Species with specialized niches and highly co-evolved interactions that have resulted in strong specializations might encounter great difficulty establishing populations in new habitats as they expand their ranges. On the contrary, ecological generalists with broader diet breadths will more easily find suitable resources and realized interactions in their new location. In addition, polyphagy may enhance the ability of species to track climate change. The flexibility of polyphagous generalist species with the incorporation of novel hosts may result in species having greatly enhanced abilities to track climate changes, leading to unexpectedly rapid range expansion.
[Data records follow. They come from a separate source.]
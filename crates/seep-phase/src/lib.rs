//! Phase trait and pipeline execution for the Seep fluid automaton.
//!
//! A [`Phase`] is one local-update rule. A [`Pipeline`] is an ordered,
//! validated list of phases; running it once advances the grid by one tick.
//! Each phase runs against a fresh [`PhaseBuffers`](seep_grid::PhaseBuffers)
//! pair and its result is published before the next phase starts.

#![deny(missing_docs)]
#![deny(rustdoc::broken_intra_doc_links)]
#![forbid(unsafe_code)]

pub mod phase;
pub mod pipeline;

pub use phase::{Phase, ReadMode};
pub use pipeline::{execute_phase, Pipeline, PipelineError};
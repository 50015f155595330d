//! Core types for the Seep fluid automaton.
//!
//! This is the leaf crate with zero internal dependencies. It defines
//! the fundamental vocabulary used throughout the Seep workspace:
//! cell kinds, cells, point edits and their receipts, tick IDs, the
//! fill constants shared by every rule phase, and the error types.

#![deny(missing_docs)]
#![deny(rustdoc::broken_intra_doc_links)]
#![forbid(unsafe_code)]

pub mod cell;
pub mod edit;
pub mod error;
pub mod id;

pub use cell::{Cell, CellKind, CAPACITY, EMPTY_THRESHOLD};
pub use edit::{Edit, EditReceipt};
pub use error::{EditError, GridError};
pub use id::TickId;
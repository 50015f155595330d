//! Driver-style loops: input events in, ticks, paint out.

use seep_core::{CellKind, Edit, TickId};
use seep_engine::{render_text, Brush, InputEvent, Simulation, WorldConfig};
use seep_test_utils::{assert_close, random_sealed_grid};

fn init_logging() {
    let _ = env_logger::builder().is_test(true).try_init();
}

fn small_world(rows: u32, cols: u32) -> (Simulation, WorldConfig) {
    let config = WorldConfig {
        rows,
        cols,
        cell_size: 10,
        ..WorldConfig::default()
    };
    (Simulation::new(config.clone()).unwrap(), config)
}

fn drag(brush: &mut Brush, points: &[(i32, i32)]) -> Vec<Edit> {
    points
        .iter()
        .filter_map(|&(x, y)| brush.handle(InputEvent::Motion { x, y, held: true }))
        .collect()
}

#[test]
fn painted_basin_holds_its_water() {
    init_logging();
    let (mut world, config) = small_world(6, 5);
    let mut brush = Brush::from_config(&config);

    // Floor and walls in solid.
    let mut walls: Vec<(i32, i32)> = (0..5).map(|c| (c * 10 + 5, 55)).collect();
    walls.extend((0..5).map(|r| (5, r * 10 + 5)));
    walls.extend((0..5).map(|r| (45, r * 10 + 5)));
    let edits = drag(&mut brush, &walls);
    world.step_sync(edits);

    // Two full cells of liquid near the top.
    brush.handle(InputEvent::CycleKind);
    let edits = drag(&mut brush, &[(15, 5), (25, 5)]);
    world.step_sync(edits);

    for _ in 0..300 {
        world.step_sync(Vec::new());
    }

    let grid = world.grid();
    assert_close(grid.fill_of(CellKind::Liquid), 2.0, 1e-9);
    // Everything drained out of the top rows into the basin.
    for c in 1..4 {
        assert!(grid.cell_at(0, c).unwrap().fill < 1e-9);
    }
    let bottom: f64 = (1..4).map(|c| grid.cell_at(4, c).unwrap().fill).sum();
    assert!(bottom > 1.5, "bottom row holds {bottom}");
}

#[test]
fn erase_stroke_removes_fill() {
    init_logging();
    let (mut world, config) = small_world(3, 3);
    let mut brush = Brush::from_config(&config);

    world.step_sync(drag(&mut brush, &[(5, 5), (15, 5), (25, 5)]));
    assert_eq!(world.grid().fill_of(CellKind::Solid), 3.0);

    brush.handle(InputEvent::ToggleErase);
    let result = world.step_sync(drag(&mut brush, &[(15, 5)]));
    assert_eq!(result.grid.cell_at(0, 1).unwrap().kind, CellKind::Liquid);
    assert_eq!(result.metrics.total_fill, 2.0);
}

#[test]
fn strokes_off_the_surface_are_rejected() {
    init_logging();
    let (mut world, config) = small_world(2, 2);
    let mut brush = Brush::from_config(&config);
    let result = world.step_sync(drag(&mut brush, &[(-3, 5), (25, 5)]));
    assert_eq!(result.receipts.len(), 2);
    assert!(result.receipts.iter().all(|r| !r.accepted));
    assert_eq!(result.metrics.edits_rejected, 2);
    assert_eq!(result.grid.total_fill(), 0.0);
}

#[test]
fn sealed_world_conserves_fill_for_many_ticks() {
    init_logging();
    let (mut world, _) = small_world(12, 16);
    let start = random_sealed_grid(12, 16, 0x5eed, 1.0);
    for cell in start.cells() {
        world
            .set_cell(cell.row() as i32, cell.col() as i32, cell.kind, cell.fill)
            .unwrap();
    }
    let total = world.grid().total_fill();
    for _ in 0..500 {
        let result = world.step_sync(Vec::new());
        assert!(result.grid.cells().iter().all(|c| c.fill >= 0.0));
    }
    assert_close(world.grid().total_fill(), total, 1e-8);
    assert_eq!(world.current_tick(), TickId(500));
}

#[test]
fn text_render_tracks_the_world() {
    init_logging();
    let (mut world, _) = small_world(3, 1);
    world.set_cell(0, 0, CellKind::Liquid, 1.0).unwrap();
    world.set_cell(2, 0, CellKind::Solid, 1.0).unwrap();
    assert_eq!(render_text(world.grid()), "~\n \n#");
    world.step_sync(Vec::new());
    assert_eq!(render_text(world.grid()), " \n~\n#");
}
A clear relationship exists between habitat generalists and diet generalists: species living in more habitat types will tend to have a broader resource range, as is the case for British butterflies [62]. Mounting evidence shows that habitat generalists shift ranges more easily than habitat specialists [63]. However, limited data exist directly on the dispersal abilities and degree of specialization for most species (but see [59] for an exception).

In a recent meta-analysis by Angert et al. [55], diet breadth was a good predictor of range expansion for North American Passeriformes, with generalists moving further than specialist species. However, diet breadth was a poor predictor for other taxa, e.g. western North American mammals. Similarly, the generalist butterfly Polygonia c-album, which is showing the greatest range expansion of any butterfly in Britain during on-going climate warming, has altered its host plant preference [64]. Current range expansion of this species is associated with the exploitation of more widespread host plants on which performance is improved. In addition, widely distributed host-plant generalist noctuid moths were more mobile than host-plant specialists with more restricted distributions [65]. In summary, diet breadth may or may not be a good predictor, depending on the taxa considered: good for birds, butterflies and moths, bad for small mammals. As a conclusion, diet breadth is a good candidate predictive trait for more mobile taxa (birds, some groups of flying insects) and a poor predictor for less mobile taxa such as small mammals [66].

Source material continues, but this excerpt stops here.